Previous work had suggested that resistance mutations come with evolutionary trade-offs. When bacteria mutate to evade an antibiotic, this change can disrupt core cellular processes and create weak points. The most common rifampicin-resistance mutation in Mtb, βS450L, illustrates this principle: Elizabeth Campbell and Seth Darst showed it blocks drug binding to RNA polymerase, while Rock’s work with Campbell revealed that the altered enzyme also functions more slowly, frequently pausing, stalling, or prematurely terminating transcription. Bacteria carrying this mutation were also particularly sensitive to disruptions in 150 other genes.

But researchers could not hope to exploit these vulnerabilities until they understood their root cause. If the vulnerabilities were simply a side effect of the sluggish mutant bacteria, they would be difficult to target. But if they were driven directly by the mutant enzyme fundamentally changing how the bacteria transcribes its genetic material, that could provide a specific, mechanistic blueprint for new drugs.

“Basic science gives us the tools to understand what’s changing in these kinds of situations. We hoped that we could then use that knowledge to inform the development of drugs that target weaknesses unique to these mutations,” Eckartt says.

Exploiting new weaknesses

For the study, partly supported by Rockefeller’s SNF Institute for Global Infectious Disease Research, the team compared βS450L, which slows RNAP, against two other common rifampicin-resistance mutations that have the opposite effect and instead produce fast, pause-resistant RNAP. By comparing these distinct mutations, the team showed that the severe metabolic liabilities seen in βS450L are specifically linked to its sluggish transcription machinery—not a mere side effect.

Importantly, even the two fast mutations produced distinct vulnerability profiles from one another, also underscoring that antibiotic resistance is not a one-size-fits-all phenomenon. “Not all rifampicin-resistance mutations behave the same way,” Munsamy-Govender says. “Future therapies may need to account for the specific resistance mutations present in an infection.”

Investigating further, the team found that bacteria carrying βS450L become unusually dependent on pathways involved in producing thiamine and branched-chain amino acids. They ultimately traced this dependency to the mutant’s pause-prone RNAP, which disrupted a regulatory RNA sequence positioned before the ilvB1 gene. Under normal conditions, this sequence acts like a molecular switch that senses nutrient levels and determines whether transcription continues so that bacteria can produce more IlvB1, an enzyme needed for creating new amino acids under stress. In βS450L bacteria, RNAP would often stall or shut down at this regulatory checkpoint, preventing Mtb from activating the pathway when nutrients were scarce. The researchers suggest the defect represents a broader regulatory collapse.

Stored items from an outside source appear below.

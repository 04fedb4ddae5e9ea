//! create/edit flow for a single variable
//!
//! A flow is opened in a [FormMode] for a [VariableKind], anchored on a [ScopeContext]. Aliases,
//! overrides and edits start from an existing *base* variable. [prepare] computes what the form shows
//! (title, scopes to pick from, preselected scope, file path) and [build_request] turns the submitted
//! [FormData] into the [VariableRequest] for the platform.
use crate::availability::{compute_available_scopes, default_form_scope};
use crate::scope::Scope;
use crate::variable::{Variable, VariableKind};
use serde::Serialize;

#[derive(Debug, Clone, Copy, PartialEq, Eq, Hash)]
pub enum FormMode {
    Create,
    Update,
}

/// The page a flow is opened from, with the ids it knows about
#[derive(Debug, Clone, PartialEq, Eq)]
pub enum ScopeContext {
    Project {
        project_id: String,
    },
    Environment {
        project_id: String,
        environment_id: String,
    },
    Service {
        /// one of the service scopes
        scope: Scope,
        project_id: String,
        environment_id: String,
        service_id: String,
    },
}

impl ScopeContext {
    /// # Panic
    /// Panics if `scope` is not a service scope.
    pub fn service(
        scope: Scope,
        project_id: impl Into<String>,
        environment_id: impl Into<String>,
        service_id: impl Into<String>,
    ) -> Self {
        assert!(scope.is_service(), "{scope} is not a service scope");
        Self::Service {
            scope,
            project_id: project_id.into(),
            environment_id: environment_id.into(),
            service_id: service_id.into(),
        }
    }

    pub fn scope(&self) -> Scope {
        match self {
            ScopeContext::Project { .. } => Scope::Project,
            ScopeContext::Environment { .. } => Scope::Environment,
            ScopeContext::Service { scope, .. } => *scope,
        }
    }

    /// Id of the entity a variable at `scope` is attached to
    pub fn parent_id(&self, scope: Scope) -> Result<&str, FormError> {
        match (scope, self) {
            (Scope::Project, ScopeContext::Project { project_id })
            | (Scope::Project, ScopeContext::Environment { project_id, .. })
            | (Scope::Project, ScopeContext::Service { project_id, .. }) => {
                Ok(project_id.as_str())
            }
            (Scope::Environment, ScopeContext::Environment { environment_id, .. })
            | (Scope::Environment, ScopeContext::Service { environment_id, .. }) => {
                Ok(environment_id.as_str())
            }
            (
                Scope::Application | Scope::Container | Scope::Job | Scope::Helm,
                ScopeContext::Service {
                    scope: context_scope,
                    service_id,
                    ..
                },
            ) if scope == *context_scope => Ok(service_id.as_str()),
            (Scope::BuiltIn, _) => Err(FormError::ReadOnly),
            _ => Err(FormError::ScopeMismatch {
                scope,
                context: self.scope(),
            }),
        }
    }
}

#[derive(thiserror::Error, Debug, Clone, PartialEq, Eq)]
pub enum FormError {
    #[error("No scope selected")]
    ScopeMissing,
    #[error("Scope {scope} cannot be reached from a {context} page")]
    ScopeMismatch { scope: Scope, context: Scope },
    #[error("No variable to base the {0} on")]
    MissingBase(VariableKind),
    #[error("Please enter a mount path.")]
    MountPathMissing,
    #[error("Built-in variables are read-only")]
    ReadOnly,
    #[error("An override of a {target} variable needs a narrower scope than {scope}")]
    OverrideNotNarrower { scope: Scope, target: Scope },
    #[error("The scope of a variable cannot be changed from {from} to {to}")]
    ScopeImmutable { from: Scope, to: Scope },
}

/// Title of the form, e.g. "Create alias variable" or "New variable file"
pub fn title(mode: FormMode, kind: VariableKind, is_file: bool) -> String {
    let (verb, qualifier) = match (mode, kind) {
        // built-ins are never created, [build_request] rejects them
        (FormMode::Create, VariableKind::Value | VariableKind::File | VariableKind::BuiltIn) => {
            ("New", None)
        }
        (FormMode::Create, VariableKind::Alias) => ("Create", Some("alias")),
        (FormMode::Create, VariableKind::Override) => ("Create", Some("override")),
        (FormMode::Update, VariableKind::Alias) => ("Edit", Some("alias")),
        (FormMode::Update, VariableKind::Override) => ("Edit", Some("override")),
        (FormMode::Update, VariableKind::Value | VariableKind::File | VariableKind::BuiltIn) => {
            ("Edit", None)
        }
    };

    let mut words = vec![verb];
    words.extend(qualifier);
    words.push("variable");
    if is_file {
        words.push("file");
    }
    words.join(" ")
}

pub fn description(kind: VariableKind, is_file: bool) -> &'static str {
    match (kind, is_file) {
        (VariableKind::Alias, _) => {
            "Aliases allow you to specify a different name for a variable on a specific scope."
        }
        (VariableKind::Override, _) => {
            "Overrides allow you to define a different env var value on a specific scope."
        }
        (VariableKind::Value | VariableKind::File | VariableKind::BuiltIn, true) => {
            "The content of the Value field will be mounted as a file in the specified \"Path\". \
             Accessing the environment variable at runtime will return the \"Path\" of the file."
        }
        (VariableKind::Value | VariableKind::File | VariableKind::BuiltIn, false) => {
            "Variable are used at build/run time. Secrets are special variables, their value can \
             only be accessed by the application."
        }
    }
}

/// Everything the form needs before the user types
#[derive(Debug, Clone, PartialEq, Eq)]
pub struct FormSetup {
    pub title: String,
    pub description: &'static str,
    pub available_scopes: Vec<Scope>,
    pub default_scope: Option<Scope>,
    pub is_file: bool,
    pub mount_path: Option<String>,
}

pub fn prepare(
    mode: FormMode,
    kind: VariableKind,
    context: &ScopeContext,
    base: Option<&Variable>,
) -> FormSetup {
    let is_file = kind == VariableKind::File || base.is_some_and(Variable::is_file);
    let creating_override = mode == FormMode::Create && kind == VariableKind::Override;
    let base_scope = base.map(|variable| variable.scope);

    let available_scopes: Vec<Scope> =
        compute_available_scopes(base_scope, false, Some(context.scope()), creating_override)
            .into_iter()
            .filter(|scope| *scope != Scope::BuiltIn)
            .collect();
    let default_scope = default_form_scope(base_scope, creating_override, &available_scopes);

    FormSetup {
        title: title(mode, kind, is_file),
        description: description(kind, is_file),
        available_scopes,
        default_scope,
        is_file,
        mount_path: base.and_then(Variable::file_mount_path).map(str::to_string),
    }
}

/// What the user submitted
#[derive(Debug, Clone, Default, PartialEq, Eq)]
pub struct FormData {
    pub key: String,
    pub value: Option<String>,
    pub description: Option<String>,
    pub scope: Option<Scope>,
    pub is_secret: bool,
    pub mount_path: Option<String>,
    pub enable_interpolation_in_file: Option<bool>,
}

/// Mutation to send to the platform
#[derive(Debug, Clone, PartialEq, Eq, Serialize)]
#[serde(tag = "action", rename_all = "snake_case")]
pub enum VariableRequest {
    Create {
        key: String,
        value: String,
        description: Option<String>,
        is_secret: bool,
        mount_path: Option<String>,
        variable_parent_id: String,
        variable_scope: Scope,
        enable_interpolation_in_file: Option<bool>,
    },
    CreateAlias {
        variable_id: String,
        key: String,
        description: Option<String>,
        alias_parent_id: String,
        alias_scope: Scope,
        enable_interpolation_in_file: bool,
    },
    CreateOverride {
        variable_id: String,
        value: String,
        description: Option<String>,
        override_parent_id: String,
        override_scope: Scope,
        enable_interpolation_in_file: bool,
    },
    Edit {
        variable_id: String,
        key: String,
        /// `None` keeps the current value
        value: Option<String>,
        description: Option<String>,
        enable_interpolation_in_file: bool,
    },
}

/// Turn submitted form data into a request
pub fn build_request(
    mode: FormMode,
    kind: VariableKind,
    context: &ScopeContext,
    base: Option<&Variable>,
    data: FormData,
) -> Result<VariableRequest, FormError> {
    let scope = data.scope.ok_or(FormError::ScopeMissing)?;
    let parent_id = context.parent_id(scope)?.to_string();
    let base_for = |kind| base.ok_or(FormError::MissingBase(kind));
    let interpolation = data.enable_interpolation_in_file.unwrap_or(false);

    let request = match (mode, kind) {
        (FormMode::Create, VariableKind::Value) => VariableRequest::Create {
            key: data.key,
            value: data.value.unwrap_or_default(),
            description: data.description,
            is_secret: data.is_secret,
            mount_path: None,
            variable_parent_id: parent_id,
            variable_scope: scope,
            enable_interpolation_in_file: None,
        },
        (FormMode::Create, VariableKind::File) => {
            let mount_path = data
                .mount_path
                .filter(|path| !path.trim().is_empty())
                .ok_or(FormError::MountPathMissing)?;
            let interpolation = data.enable_interpolation_in_file.unwrap_or(true);
            VariableRequest::Create {
                key: data.key,
                value: data.value.unwrap_or_default(),
                description: data.description,
                is_secret: data.is_secret,
                mount_path: Some(mount_path),
                variable_parent_id: parent_id,
                variable_scope: scope,
                enable_interpolation_in_file: Some(interpolation),
            }
        }
        (FormMode::Create, VariableKind::Alias) => VariableRequest::CreateAlias {
            variable_id: base_for(VariableKind::Alias)?.id.clone(),
            key: data.key,
            description: data.description,
            alias_parent_id: parent_id,
            alias_scope: scope,
            enable_interpolation_in_file: interpolation,
        },
        (FormMode::Create, VariableKind::Override) => {
            let base = base_for(kind)?;
            if base.scope == Scope::BuiltIn {
                return Err(FormError::ReadOnly);
            }
            if !scope.is_narrower_than(base.scope) {
                return Err(FormError::OverrideNotNarrower {
                    scope,
                    target: base.scope,
                });
            }

            VariableRequest::CreateOverride {
                variable_id: base.id.clone(),
                value: data.value.unwrap_or_default(),
                description: data.description,
                override_parent_id: parent_id,
                override_scope: scope,
                enable_interpolation_in_file: interpolation,
            }
        }
        (FormMode::Create | FormMode::Update, VariableKind::BuiltIn) => {
            return Err(FormError::ReadOnly)
        }
        (
            FormMode::Update,
            VariableKind::Value | VariableKind::File | VariableKind::Alias | VariableKind::Override,
        ) => {
            let base = base_for(kind)?;
            if base.scope == Scope::BuiltIn {
                return Err(FormError::ReadOnly);
            }
            if scope != base.scope {
                return Err(FormError::ScopeImmutable {
                    from: base.scope,
                    to: scope,
                });
            }

            // an alias stores the key it points to as its value
            let value = match base.aliased_variable() {
                Some(target) => Some(target.key.clone()),
                None => data.value,
            };

            VariableRequest::Edit {
                variable_id: base.id.clone(),
                key: data.key,
                value,
                description: data.description,
                enable_interpolation_in_file: interpolation,
            }
        }
    };

    tracing::debug!(?mode, %kind, %scope, "built variable request");
    Ok(request)
}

The researchers predicted that Mtb with the βS450L mutation would therefore be particularly vulnerable to disruptions in the ilvB1 pathway. To test this, they exposed the bacteria to chlorflavonin, a compound that specifically targets the IlvB1 enzyme. As expected, the βS450L mutant proved far more sensitive to the drug than the faster rifampicin-resistant strains. The finding is especially striking because IlvB1 is already considered a promising TB drug target.

“We showed that the most common rifampicin-resistance mutation does more than just help the bacteria evade antibiotics—it creates new weaknesses,” Munsamy-Govender says. “Exploring these trade-offs could help guide the development of combination therapies designed not only to treat TB, but also to limit the emergence and persistence of drug resistance itself.”

While the work points toward a promising new strategy for confronting multidrug-resistant TB, the researchers caution that it remains at an early stage. The chlorflavonin compound used in the study is not yet suitable as a treatment, and substantial additional work will be needed to determine whether these vulnerabilities can be safely and effectively exploited in patients.

“But our work shows that if we understand the biology deeply enough, drug discovery can build on that understanding to design rational combination therapies for TB,” says Rock.